Why download wan_2.1_vae.safetensors (2.1) for 14B instructions instead of wan2.2_vae.safetensors as it is in the 5B instructions?

Andrew says:

August 4, 2025 at 6:37 pm

Good question. I simply follows the lead of official example workflows.

Reply
A says:

August 4, 2025 at 10:47 pm

AFAIK 2.2 vae is only compatible with 5B, 14B should use 2.1 vae

Reply

Thanks , Andrew, the quality looks great in your examples and I look forward to trying this. I see Comfy also make Wan2.2 available through an API.

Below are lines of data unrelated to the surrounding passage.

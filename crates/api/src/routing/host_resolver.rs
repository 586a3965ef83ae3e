//! Host-to-Tenant Resolution
//!
//! Resolves incoming Host headers to tenant slugs for custom-domain routing.
//! Supports:
//! - Platform subdomains: acme.bizos.app -> tenant lookup by slug
//! - Custom domains: booking.acme-salon.com -> tenant lookup by custom_domain

use sqlx::PgPool;
use std::sync::Arc;

use super::DomainCache;

/// Reserved subdomains that cannot belong to tenants
pub const RESERVED_SUBDOMAINS: &[&str] = &[
    "api", "www", "admin", "mail", "app", "dashboard", "console", "portal", "docs", "help",
    "support", "status", "blog", "cdn", "static", "assets", "staging", "dev", "test", "demo",
];

/// Host resolver with caching
#[derive(Clone)]
pub struct HostResolver {
    pool: PgPool,
    cache: Arc<DomainCache>,
    base_domain: String,
}

impl HostResolver {
    /// Create a new host resolver
    pub fn new(pool: PgPool, base_domain: String) -> Self {
        Self {
            pool,
            cache: Arc::new(DomainCache::new()),
            base_domain,
        }
    }

    /// Resolve a host header to a tenant slug
    pub async fn resolve(&self, host: &str) -> Result<String, HostResolveError> {
        let host = normalize_host(host);

        if host.is_empty() || is_platform_host(&host, &self.base_domain) {
            return Err(HostResolveError::NotFound(host));
        }

        // Check cache first
        if let Some(cached) = self.cache.get(&host) {
            return match cached {
                Some(slug) => Ok(slug),
                None => Err(HostResolveError::NotFound(host)),
            };
        }

        // Subdomain of the platform base domain
        let base_suffix = format!(".{}", self.base_domain);
        if let Some(subdomain) = host.strip_suffix(&base_suffix) {
            if RESERVED_SUBDOMAINS.contains(&subdomain) {
                self.cache.set(&host, None);
                return Err(HostResolveError::ReservedSubdomain(subdomain.to_string()));
            }

            if let Some(slug) = self.resolve_slug(subdomain).await? {
                self.cache.set(&host, Some(slug.clone()));
                return Ok(slug);
            }

            self.cache.set(&host, None);
            return Err(HostResolveError::NotFound(host));
        }

        // Custom domain lookup
        if let Some(slug) = self.resolve_custom_domain(&host).await? {
            self.cache.set(&host, Some(slug.clone()));
            return Ok(slug);
        }

        self.cache.set(&host, None);
        Err(HostResolveError::NotFound(host))
    }

    /// Look up an active tenant by its slug (platform subdomain)
    async fn resolve_slug(&self, subdomain: &str) -> Result<Option<String>, HostResolveError> {
        let row: Option<(String,)> = sqlx::query_as(
            "SELECT slug FROM tenants WHERE slug = $1 AND status = 'active'",
        )
        .bind(subdomain)
        .fetch_optional(&self.pool)
        .await
        .map_err(|e| HostResolveError::Database(e.to_string()))?;

        Ok(row.map(|(slug,)| slug))
    }

    /// Look up an active tenant by a verified custom domain
    async fn resolve_custom_domain(
        &self,
        domain: &str,
    ) -> Result<Option<String>, HostResolveError> {
        let row: Option<(String,)> = sqlx::query_as(
            "SELECT slug FROM tenants WHERE custom_domain = $1 AND status = 'active'",
        )
        .bind(domain)
        .fetch_optional(&self.pool)
        .await
        .map_err(|e| HostResolveError::Database(e.to_string()))?;

        Ok(row.map(|(slug,)| slug))
    }

    /// Invalidate cache for a specific host
    pub fn invalidate_host(&self, host: &str) {
        let host = normalize_host(host);
        self.cache.invalidate(&host);
    }
}

/// Normalize a host header value: strip the port, lowercase
fn normalize_host(host: &str) -> String {
    let host = host.split(':').next().unwrap_or(host);
    host.trim().to_lowercase()
}

/// The bare platform host and its api subdomain never map to a tenant
fn is_platform_host(host: &str, base_domain: &str) -> bool {
    host == base_domain || host == format!("api.{base_domain}")
}

/// Errors that can occur during host resolution
#[derive(Debug, thiserror::Error)]
pub enum HostResolveError {
    #[error("Host not found: {0}")]
    NotFound(String),

    #[error("Reserved subdomain: {0}")]
    ReservedSubdomain(String),

    #[error("Database error: {0}")]
    Database(String),
}

#[cfg(test)]
#[allow(clippy::unwrap_used, clippy::expect_used)]
mod tests {
    use super::*;

    #[test]
    fn test_normalize_host() {
        assert_eq!(normalize_host("Acme.Bizos.APP"), "acme.bizos.app");
        assert_eq!(normalize_host("acme.bizos.app:8080"), "acme.bizos.app");
        assert_eq!(normalize_host(" booking.acme.com:443"), "booking.acme.com");
    }

    #[test]
    fn test_is_platform_host() {
        assert!(is_platform_host("bizos.app", "bizos.app"));
        assert!(is_platform_host("api.bizos.app", "bizos.app"));
        assert!(!is_platform_host("acme.bizos.app", "bizos.app"));
        assert!(!is_platform_host("booking.acme.com", "bizos.app"));
    }

    #[test]
    fn test_reserved_subdomains() {
        assert!(RESERVED_SUBDOMAINS.contains(&"api"));
        assert!(RESERVED_SUBDOMAINS.contains(&"www"));
        assert!(RESERVED_SUBDOMAINS.contains(&"admin"));
        assert!(!RESERVED_SUBDOMAINS.contains(&"acme"));
    }
}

You know what I’m going to ask 🙂 please could you put the links to upload the models into the Colab notebook.

Joe says:

July 29, 2025 at 9:02 pm

Yes +1 on this please. I figure by the time I’m done downloading the models and uploading them into drive the Colab notebook will be updated before then lol.

Reply
1. David Rawlins says:
  
  July 30, 2025 at 4:44 am
  
  Joe, there are ways to use Colab to copy models, Loras etc directly to the relevant sub-folder in your AI_PICS folder stack which avoids the slow upload problem. Andrew recently offered to develop a notebook to do this (sorry that I can’t find the post) and I used Gemini to write code for me to use in my own notebooks.
  But to use large models like Wan2.2, it is much (!) easier to be able to tick a box in Andrew’s Comfy notebook and have Colab manage it all which avoids using one’s personal storage allocation for the files. I always seem to be coming up against my storage limit.
  
  Reply
  1. Minty says:
    
    July 30, 2025 at 11:19 pm
    
    Great to know! Thanks. Ended up downloading the files and got a test done last night. Movement is fantastic, added a weird vfx in the video and the generation takes forever but wow, impressed so far.
    
    Reply
Andrew says:

July 30, 2025 at 1:53 pm

I forgot about that… will do.

Reply